■ EXERCISE DETAILS
Once the line containing "use thiserror::Error;" is found in the entries below, reproduce it and every line after it, stopping at and including the line containing "accept a pending request"; reproduce nothing else, and keep each line exact.

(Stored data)
►
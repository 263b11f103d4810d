//! Line-oriented chat front end: slash commands in, rendered events out.

use std::path::{Path, PathBuf};

use thiserror::Error;

use sigil_shared::{ConnectionStatus, PeerId, ProtocolError};

use crate::events::{FriendSummary, SessionEvent};
use crate::registry::{Direction, FileAttachment, Message, Payload};

pub const HELP: &str = "\
/add <id>          send a friend request
/accept <id>       accept a pending request
/reject <id>       reject a pending request
/open <id>         open a conversation (plain text goes there)
/close             close the open conversation
/msg <id> <text>   send a message
/file <id> <path>  send a file
/history <id>      show a conversation
/save <id> <n> <path>  save the file at position n of a conversation
/friends           list friends
/quit              exit";

#[derive(Debug, Clone, PartialEq, Eq)]
pub enum Input {
    Add(PeerId),
    Accept(PeerId),
    Reject(PeerId),
    Open(PeerId),
    Close,
    Msg { to: PeerId, text: String },
    File { to: PeerId, path: PathBuf },
    /// Text without a command, for the open conversation.
    Say(String),
    History(PeerId),
    Save {
        peer: PeerId,
        index: usize,
        path: PathBuf,
    },
    Friends,
    Help,
    Quit,
}

#[derive(Error, Debug, PartialEq, Eq)]
pub enum InputError {
    #[error("Unknown command: {0} (try /help)")]
    Unknown(String),

    #[error("Usage: {0}")]
    Usage(&'static str),

    #[error(transparent)]
    Peer(#[from] ProtocolError),
}

/// Parse one input line. Blank lines yield `None`.
pub fn parse_input(line: &str) -> Result<Option<Input>, InputError> {
    let line = line.trim();
    if line.is_empty() {
        return Ok(None);
    }
    let Some(command) = line.strip_prefix('/') else {
        return Ok(Some(Input::Say(line.to_string())));
    };

    let (name, rest) = match command.split_once(char::is_whitespace) {
        Some((name, rest)) => (name, rest.trim()),
        None => (command, ""),
    };

    let input = match name {
        "add" => Input::Add(peer_arg(rest, "/add <id>")?),
        "accept" => Input::Accept(peer_arg(rest, "/accept <id>")?),
        "reject" => Input::Reject(peer_arg(rest, "/reject <id>")?),
        "open" => Input::Open(peer_arg(rest, "/open <id>")?),
        "history" => Input::History(peer_arg(rest, "/history <id>")?),
        "close" => Input::Close,
        "msg" => {
            let (to, text) = peer_and_rest(rest, "/msg <id> <text>")?;
            Input::Msg {
                to,
                text: text.to_string(),
            }
        }
        "file" => {
            let (to, path) = peer_and_rest(rest, "/file <id> <path>")?;
            Input::File {
                to,
                path: PathBuf::from(path),
            }
        }
        "save" => {
            const USAGE: &str = "/save <id> <n> <path>";
            let (peer, tail) = peer_and_rest(rest, USAGE)?;
            let (index, path) = tail
                .split_once(char::is_whitespace)
                .ok_or(InputError::Usage(USAGE))?;
            Input::Save {
                peer,
                index: index.parse().map_err(|_| InputError::Usage(USAGE))?,
                path: PathBuf::from(path.trim()),
            }
        }
        "friends" => Input::Friends,
        "help" => Input::Help,
        "quit" | "exit" => Input::Quit,
        other => return Err(InputError::Unknown(format!("/{other}"))),
    };
    Ok(Some(input))
}

fn peer_arg(rest: &str, usage: &'static str) -> Result<PeerId, InputError> {
    if rest.is_empty() {
        return Err(InputError::Usage(usage));
    }
    Ok(PeerId::parse(rest)?)
}

fn peer_and_rest<'a>(rest: &'a str, usage: &'static str) -> Result<(PeerId, &'a str), InputError> {
    match rest.split_once(char::is_whitespace) {
        Some((peer, tail)) if !tail.trim().is_empty() => Ok((PeerId::parse(peer)?, tail.trim())),
        _ => Err(InputError::Usage(usage)),
    }
}

/// Select the `n`th entry (1-based, as listed by /history) of a
/// conversation if it is a file.
pub fn attachment_at(history: &[Message], n: usize) -> Option<&FileAttachment> {
    match &history.get(n.checked_sub(1)?)?.payload {
        Payload::File(file) => Some(file),
        _ => None,
    }
}

/// MIME type from the file extension.
pub fn guess_mime(path: &Path) -> &'static str {
    let ext = path
        .extension()
        .and_then(|e| e.to_str())
        .map(str::to_ascii_lowercase)
        .unwrap_or_default();

    match ext.as_str() {
        "png" => "image/png",
        "jpg" | "jpeg" => "image/jpeg",
        "gif" => "image/gif",
        "webp" => "image/webp",
        "svg" => "image/svg+xml",
        "txt" | "md" => "text/plain",
        "pdf" => "application/pdf",
        "json" => "application/json",
        "zip" => "application/zip",
        "mp3" => "audio/mpeg",
        "mp4" => "video/mp4",
        _ => "application/octet-stream",
    }
}

pub fn render_message(peer: &PeerId, message: &Message) -> String {
    let time = chrono::DateTime::<chrono::Utc>::from_timestamp_millis(message.timestamp)
        .map(|t| t.format("%H:%M:%S").to_string())
        .unwrap_or_else(|| "--:--:--".to_string());
    let who = match message.direction {
        Direction::Outbound => "me".to_string(),
        Direction::Inbound => peer.to_string(),
    };

    match &message.payload {
        Payload::File(file) => format!(
            "[{time}] {who} sent file {} ({}, {} bytes)",
            file.name, file.mime, file.size
        ),
        Payload::Text(_) | Payload::DecryptionFailed => {
            format!("[{time}] {who}: {}", message.as_text().unwrap_or_default())
        }
    }
}

pub fn render_friend(friend: &FriendSummary) -> String {
    let mut line = format!("{} [{}]", friend.id, friend.trust);
    if let Some(fingerprint) = &friend.fingerprint {
        line.push_str(&format!(" {fingerprint}"));
    }
    if friend.unread > 0 {
        line.push_str(&format!(" ({} unread)", friend.unread));
    }
    line
}

pub fn render_event(event: &SessionEvent) -> String {
    match event {
        SessionEvent::Welcome { id } => format!("Your id is {id}"),
        SessionEvent::Presence(ConnectionStatus::Connecting) => "Connecting...".to_string(),
        SessionEvent::Presence(ConnectionStatus::Online) => "Online".to_string(),
        SessionEvent::Presence(status @ ConnectionStatus::Offline { code }) => {
            if status.is_abnormal() {
                format!("Offline (connection lost, code {code:?})")
            } else {
                "Offline".to_string()
            }
        }
        SessionEvent::FriendRequest { from, has_key } => {
            if *has_key {
                format!("Friend request from {from}: /accept {from} or /reject {from}")
            } else {
                format!("Friend request from {from} without a key")
            }
        }
        SessionEvent::FriendRequestSent { to } => format!("Friend request sent to {to}"),
        SessionEvent::FriendEstablished { peer, fingerprint } => {
            format!("{peer} is now a friend (key {fingerprint})")
        }
        SessionEvent::MessageAppended { peer, message, .. } => render_message(peer, message),
        SessionEvent::TransferStarted {
            peer, name, size, ..
        } => {
            format!("Receiving {name} ({size} bytes) from {peer}")
        }
        SessionEvent::TransferFailed { peer, name, .. } => {
            format!("Transfer of {name} from {peer} failed")
        }
        SessionEvent::TypingStarted { peer } => format!("{peer} is typing..."),
        SessionEvent::TypingStopped { peer } => format!("{peer} stopped typing"),
        SessionEvent::ServerError { message } => format!("Relay: {message}"),
        SessionEvent::Error(e) => format!("Error: {e}"),
        SessionEvent::Fatal(e) => format!("Fatal: {e}. Restart the client."),
    }
}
◄
■ RESULT OF THIS EXERCISE
use thiserror::Error;

use sigil_shared::{ConnectionStatus, PeerId, ProtocolError};

use crate::events::{FriendSummary, SessionEvent};
use crate::registry::{Direction, FileAttachment, Message, Payload};

pub const HELP: &str = "\
/add <id>          send a friend request
/accept <id>       accept a pending request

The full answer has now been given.